14 representatives from both the Ottery area (as well as around 60 resident observers, most of whom arrived on a coach), spoke to the Development Management Committee, who listened and asked questions.

Councillors will make a decision on the recommendation from their officers to include Straitgate as a quarrying site, in the autumn.

A series of speakers from Uffculme (the focus of proposals for extensions to a quarry) made representations.  Mid Devon District Councillor, Bob Evans, gave an expertly researched and rousing speech.  He said that because building materials had changed and more glass and steel was now used, the need for aggregates had dwindled.

Cllr Evans also challenged the figures used by Aggregate Industries, which quite incomprehensibly, are not being independently verified by Devon County Council.

The other key point well made by Cllr Evans, which aligns with what Cllr Roger Giles has been saying for a long time, is that the landfill tax and aggregates tax means that far more aggregates are being recycled, which again, reduces the need for quarrying.

Speaking for Ottery Quarry Action Group, my points were confined to biodiversity issues and I have pasted my full speech below.

Before starting my speech I made reference to the disputed figures, provided by Aggregate Industries and suggested that independent verification should be sought.

I was stopped about two thirds of the way through my speech and told I only had 30 seconds left of my five minutes, so I had to sum up quickly. 

However, my key point was that Devon County Council should not have proposed Straitgate as a site in the minerals plan when there are clearly so many unknown environmental issues, largely disturbance to a major acquifer. 

During the questions afterwards I asked that an Environmental Impact Assessment be carried out at this stage, instead of at the planning application stage..  However, the DCC Minerals Officer, Andy Hill, said that this wasn’t the way things are done and it would be carried out at planning application stage, if it got that far.

This was very disappointing and rather reckless given the environmental damage at stake.  Once a site for quarrying has been allocated in the minerals plan it will be incredibly difficult to stop a planning application.  Mitigation is likely to be the best option to hope for.

The other Ottery speakers covered the following:

Cllr Glyn Dobson – impact on the town of Ottery – visual and tourism
John Ayres – traffic impact along the B3180
Basil Herbert – visual intrusion issues
Me – environmental implications
Margaret Hall– impact on Site of Special Scientific Interest (SSSI)
Dan Jelly – impact on West Hill and other nearby residents
Eileen Perkins – farming issues
Monica Mortimer – need and viability
Rupert Thistlethwayte – Cadhay and its mediaeval fishponds
Chris Wakefield – tourism
Cllr David Cox – queried facts and why part of the most environmentally sensitive part of the site has been put forward, despite the marketing material stating otherwise
Cllr Tony Howard – localism and local decision-making
Cllr Roger Giles – need and flooding implications

Cllr Roger Giles, our Devon County Councillor gave a typically colourful and passionate speech against the Straitgate proposal.  He reminded councillors about the dreadful flooding incident in October 2008 and how disturbing an acquifer high on a hill above Ottery, could result in this situation being made worse. 

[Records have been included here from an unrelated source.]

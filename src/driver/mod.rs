// Capability contract between the reconciler and a container engine.

pub mod fake;

use crate::container::{ContainerId, ContainerSpec};
use crate::error::Result;

pub use fake::{Call, FakeDriver, Op};

/// Observed state of the container matching a spec.
#[derive(Debug, Clone, PartialEq, Eq)]
pub enum ContainerState {
    /// No container exists for the image.
    Absent,
    /// A container exists but is not running.
    Created(ContainerId),
    Running(ContainerId),
}

impl ContainerState {
    pub fn is_created(&self) -> bool {
        !matches!(self, Self::Absent)
    }

    pub fn is_running(&self) -> bool {
        matches!(self, Self::Running(_))
    }

    pub fn id(&self) -> Option<&ContainerId> {
        match self {
            Self::Absent => None,
            Self::Created(id) | Self::Running(id) => Some(id),
        }
    }
}

/// Primitive queries and mutations against a container engine.
///
/// Each method maps to exactly one engine operation and never retries.
/// Identifiers are passed explicitly; implementations keep no per-container
/// state.
pub trait RuntimeDriver {
    /// Whether `spec`'s image is present locally.
    fn has_image(&self, spec: &ContainerSpec) -> Result<bool>;

    /// Whether a container for `spec`'s image exists and is running.
    fn status(&self, spec: &ContainerSpec) -> Result<ContainerState>;

    /// Fetch `spec`'s image. Progress output is a side effect only.
    fn pull(&self, spec: &ContainerSpec) -> Result<()>;

    /// Provision a container from `spec` without starting it.
    fn create(&self, spec: &ContainerSpec) -> Result<ContainerId>;

    fn start(&self, id: &ContainerId) -> Result<()>;

    fn stop(&self, id: &ContainerId) -> Result<()>;
}

impl<D: RuntimeDriver + ?Sized> RuntimeDriver for &D {
    fn has_image(&self, spec: &ContainerSpec) -> Result<bool> {
        (**self).has_image(spec)
    }

    fn status(&self, spec: &ContainerSpec) -> Result<ContainerState> {
        (**self).status(spec)
    }

    fn pull(&self, spec: &ContainerSpec) -> Result<()> {
        (**self).pull(spec)
    }

    fn create(&self, spec: &ContainerSpec) -> Result<ContainerId> {
        (**self).create(spec)
    }

    fn start(&self, id: &ContainerId) -> Result<()> {
        (**self).start(id)
    }

    fn stop(&self, id: &ContainerId) -> Result<()> {
        (**self).stop(id)
    }
}

impl<D: RuntimeDriver + ?Sized> RuntimeDriver for Box<D> {
    fn has_image(&self, spec: &ContainerSpec) -> Result<bool> {
        (**self).has_image(spec)
    }

    fn status(&self, spec: &ContainerSpec) -> Result<ContainerState> {
        (**self).status(spec)
    }

    fn pull(&self, spec: &ContainerSpec) -> Result<()> {
        (**self).pull(spec)
    }

    fn create(&self, spec: &ContainerSpec) -> Result<ContainerId> {
        (**self).create(spec)
    }

    fn start(&self, id: &ContainerId) -> Result<()> {
        (**self).start(id)
    }

    fn stop(&self, id: &ContainerId) -> Result<()> {
        (**self).stop(id)
    }
}
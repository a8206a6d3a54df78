use std::path::PathBuf;

use anyhow::{Context, Result};
use clap::{Parser, Subcommand};
use tracing::info;

use fixtainer::config::{self, CONFIG_FILE, Config};
use fixtainer::{ContainerState, DockerCli, Reconciler, docker, telemetry};

#[derive(Parser)]
#[command(name = "fixtainer")]
#[command(version, about = "Bring a single test container up or down", long_about = None)]
struct Args {
    #[command(subcommand)]
    command: Command,

    /// Config file (default: ./.fixtainer.yml)
    #[arg(long, short, global = true, env = "FIXTAINER_CONFIG")]
    config: Option<PathBuf>,
}

#[derive(Subcommand)]
enum Command {
    /// Pull, create and start the container as needed
    Up,
    /// Stop the container if one exists
    Down,
    /// Print `absent`, `created <id>` or `running <id>`
    Status,
}

fn main() -> Result<()> {
    telemetry::init_tracing("info")?;
    let args = Args::parse();

    let cfg = load_config(args.config.as_deref())?;
    let driver = DockerCli::new(cfg.driver_config());
    docker::ensure_available(&driver.config().program)?;

    let mut fixture = Reconciler::new(cfg.container_spec()?, driver);

    match args.command {
        Command::Up => fixture.start()?,
        Command::Down => match fixture.refresh()? {
            ContainerState::Absent => info!(name = fixture.spec().name(), "no container to stop"),
            _ => fixture.stop()?,
        },
        Command::Status => match fixture.refresh()? {
            ContainerState::Absent => println!("absent"),
            ContainerState::Created(id) => println!("created {id}"),
            ContainerState::Running(id) => println!("running {id}"),
        },
    }

    Ok(())
}

fn load_config(path: Option<&std::path::Path>) -> Result<Config> {
    match path {
        Some(path) => config::load_file(path),
        None => {
            let cwd = std::env::current_dir().context("failed to read working directory")?;
            config::load(&cwd)?
                .with_context(|| format!("no {CONFIG_FILE} in {}", cwd.display()))
        }
    }
}
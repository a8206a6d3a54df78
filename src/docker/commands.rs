use std::time::Duration;

use crate::container::{ContainerId, ContainerSpec};

use super::cli::DriverConfig;
use super::types::DockerCommand;

/// `docker image ls`, one `repository:tag` per line.
pub fn image_list_command(cfg: &DriverConfig) -> DockerCommand {
    DockerCommand::new(
        ["image", "ls", "--format", "{{.Repository}}:{{.Tag}}"],
        cfg.command_timeout,
    )
}

/// `docker ps --all`, one JSON object per line.
pub fn container_list_command(cfg: &DriverConfig) -> DockerCommand {
    DockerCommand::new(
        ["ps", "--all", "--no-trunc", "--format", "{{json .}}"],
        cfg.command_timeout,
    )
}

/// `docker pull`, qualifying official images with the configured namespace.
pub fn pull_command(cfg: &DriverConfig, spec: &ContainerSpec) -> DockerCommand {
    DockerCommand::new(
        ["pull".to_string(), spec.image().qualified(&cfg.registry_namespace)],
        cfg.pull_timeout,
    )
}

/// `docker create` with `spec`'s name, port mapping and environment.
pub fn create_command(cfg: &DriverConfig, spec: &ContainerSpec) -> DockerCommand {
    let mut args: Vec<String> = vec!["create".into(), "--name".into(), spec.name().to_string()];

    if let Some(port) = spec.port() {
        args.extend(["-p".into(), port.to_string()]);
    }
    for assignment in spec.env_assignments() {
        args.extend(["-e".into(), assignment.clone()]);
    }
    args.push(spec.image().to_string());

    DockerCommand::new(args, cfg.command_timeout)
}

pub fn start_command(cfg: &DriverConfig, id: &ContainerId) -> DockerCommand {
    DockerCommand::new(["start", id.as_str()], cfg.command_timeout)
}

/// `docker stop` with the configured grace period. The command timeout is
/// extended by the grace period so the engine gets to finish.
pub fn stop_command(cfg: &DriverConfig, id: &ContainerId) -> DockerCommand {
    let grace = cfg.stop_timeout.as_secs().to_string();
    DockerCommand::new(
        ["stop", "--time", grace.as_str(), id.as_str()],
        cfg.command_timeout
            .saturating_add(cfg.stop_timeout)
            .saturating_add(Duration::from_secs(1)),
    )
}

He handed over a petition of 152 names from people living on the Thorn Farm estate, many of whom were flooded in October 2008 and had to move out of their homes for months while they dried out.

The speakers made some excellent points and complemented each others speeches as they dovetailed nicely. 

It was clear that some of the councillors got to hear about a number of issues that they had not been aware of previously, such as the lack of need and the likely significant environmental damage. 

The lack of need is surely a key issue which needs to be explored in far more detail by Devon County Council before it comes back before the committee for a decision later this year.

I cannot comprehend that DCC is relying facts and figures supplied by Aggregate Industries, who lets face it, have rather a vested interest in getting both the Ottery and the Uffculme sites allocated for quarrying.

This is surely a conflict of interest of the largest proportions!

Anyone wishing to view the webcast should visit the DCC website and look under webcasts of meetings.  The meeting will be available online for viewing in the next few days.

There is still time to object.  Officially, the deadline is Monday 30 April, however, today, committee chairman, James McInnes, stated that DCC would accept comments after this date too.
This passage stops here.